Private Equity no Brasil: Parte 2 de 3
A receita local

Como o retorno brasileiro realmente se forma, e por que o mundo todo agora aprende o mesmo ofício

Na maioria dos mercados, o private equity ganhou dinheiro de três formas: crescendo o negócio, ampliando suas margens e usando dívida barata e valuations em alta para multiplicar o equity. No Brasil, duas dessas três quase não funcionam. Dívida de longo prazo é escassa e cara, e os múltiplos raramente se expandem em um mercado tão volátil. Assim, os fundos brasileiros aprenderam, por necessidade, a gerar quase todo o seu retorno apenas pela primeira alavanca. O desenvolvimento interessante em 2026 é que o resto do mundo agora é obrigado a aprender a mesma disciplina.

A evidência mais clara vem de um estudo da McKinsey e da Spectra que cobre 246 fundos de buyout brasileiros que captaram cerca de R$ 196 bilhões ao longo de três décadas.1 Ele constatou que cerca de 80% do valor criado por esses fundos veio do crescimento de receita das empresas investidas. Ganhos de margem contribuíram de forma modesta, a expansão de múltiplos na verdade subtraiu do retorno e a alavancagem quase nada acrescentou.1 Em mercados maduros, como os Estados Unidos, por outro lado, mais de 60% do retorno costuma vir da combinação de alavancagem e expansão de múltiplos.1 Não são duas versões da mesma estratégia. São ofícios diferentes.

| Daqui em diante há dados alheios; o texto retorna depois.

/// Address rules for one country.
///
/// Records returned by [`Metadata::country`] are fully resolved: anything a
/// country leaves unspecified has been filled in from the `ZZ` record.
#[derive(Debug, Clone, PartialEq, Eq)]
pub struct CountryMetadata {
    pub(crate) id: String,
    pub(crate) default_language: String,
    pub(crate) format: AddressFormat,
    pub(crate) latinized_format: Option<AddressFormat>,
    pub(crate) administrative_area_name_type: FieldName,
    pub(crate) locality_name_type: FieldName,
    pub(crate) dependent_locality_name_type: FieldName,
    pub(crate) post_code_name_type: FieldName,
    pub(crate) allowed: FieldSet,
    pub(crate) required: FieldSet,
    pub(crate) upper: FieldSet,
    pub(crate) post_code_prefix: String,
    pub(crate) post_code_regex: PostCodeRegex,
    pub(crate) administrative_areas: BTreeMap<String, Vec<AdministrativeArea>>,
}

impl CountryMetadata {
    /// Returns the country code.
    #[must_use]
    pub fn id(&self) -> &str {
        &self.id
    }

    /// Returns the language of the country's native subdivision names.
    #[must_use]
    pub fn default_language(&self) -> &str {
        &self.default_language
    }

    /// Returns the native address format.
    #[must_use]
    pub fn format(&self) -> &AddressFormat {
        &self.format
    }

    /// Returns the latinized address format, if the country has one.
    #[must_use]
    pub fn latinized_format(&self) -> Option<&AddressFormat> {
        self.latinized_format.as_ref()
    }

    /// Returns what the country calls its administrative areas.
    #[must_use]
    pub const fn administrative_area_name_type(&self) -> FieldName {
        self.administrative_area_name_type
    }

    /// Returns what the country calls its localities.
    #[must_use]
    pub const fn locality_name_type(&self) -> FieldName {
        self.locality_name_type
    }

    /// Returns what the country calls its dependent localities.
    #[must_use]
    pub const fn dependent_locality_name_type(&self) -> FieldName {
        self.dependent_locality_name_type
    }

    /// Returns what the country calls its post codes.
    #[must_use]
    pub const fn post_code_name_type(&self) -> FieldName {
        self.post_code_name_type
    }

    /// Returns the fields an address in this country may use.
    #[must_use]
    pub const fn allowed_fields(&self) -> FieldSet {
        self.allowed
    }

    /// Returns the fields an address in this country must use.
    #[must_use]
    pub const fn required_fields(&self) -> FieldSet {
        self.required
    }

    /// Returns the fields upper-cased on postal labels.
    #[must_use]
    pub const fn upper_fields(&self) -> FieldSet {
        self.upper
    }

    /// Returns the text printed before post codes, if any (`PR ` for Puerto Rico).
    #[must_use]
    pub fn post_code_prefix(&self) -> Option<&str> {
        Some(self.post_code_prefix.as_str()).filter(|p| !p.is_empty())
    }

    /// Returns the post code pattern tree.
    #[must_use]
    pub fn post_code_regex(&self) -> &PostCodeRegex {
        &self.post_code_regex
    }

    /// Returns the languages with subdivision names.
    pub fn languages(&self) -> impl Iterator<Item = &str> {
        self.administrative_areas.keys().map(String::as_str)
    }

    /// Returns true if the country has subdivision names in `language`.
    #[must_use]
    pub fn has_language(&self, language: &str) -> bool {
        self.administrative_areas.contains_key(language)
    }

    /// Returns the administrative areas named in `language`, possibly empty.
    #[must_use]
    pub fn administrative_areas(&self, language: &str) -> &[AdministrativeArea] {
        self.administrative_areas
            .get(language)
            .map_or(&[], Vec::as_slice)
    }

    /// Returns the administrative areas in the default language, or `None`
    /// if the country has no subdivision metadata.
    #[must_use]
    pub fn default_administrative_areas(&self) -> Option<&[AdministrativeArea]> {
        self.administrative_areas
            .get(&self.default_language)
            .map(Vec::as_slice)
    }

    /// Finds an administrative area by id in the list for `language`.
    #[must_use]
    pub fn administrative_area(&self, language: &str, id: &str) -> Option<&AdministrativeArea> {
        self.administrative_areas(language).iter().find(|a| a.id == id)
    }

    /// Returns `language` if the country has subdivision names in it, else
    /// the default language.
    #[must_use]
    pub fn normalize_language<'a>(&'a self, language: &'a str) -> &'a str {
        if self.has_language(language) {
            language
        } else {
            &self.default_language
        }
    }
}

A razão é estrutural. Com a taxa básica perto de 15% durante boa parte dos últimos dois anos, tomar dívida no nível da empresa sempre foi difícil no Brasil, e perigoso quando exagerado. Gestores descrevem duas vezes o Ebitda como um nível administrável de alavancagem por aqui, contra cinco ou seis vezes nos Estados Unidos, e alertam que uma empresa carregada de dívida pode ficar "passivamente insolvente" se os juros disparam, e não por ter sido mal administrada.2 A engenharia financeira, em outras palavras, não é uma escolha que os fundos brasileiros tenham recusado, e sim uma ferramenta que o mercado nunca lhes ofereceu.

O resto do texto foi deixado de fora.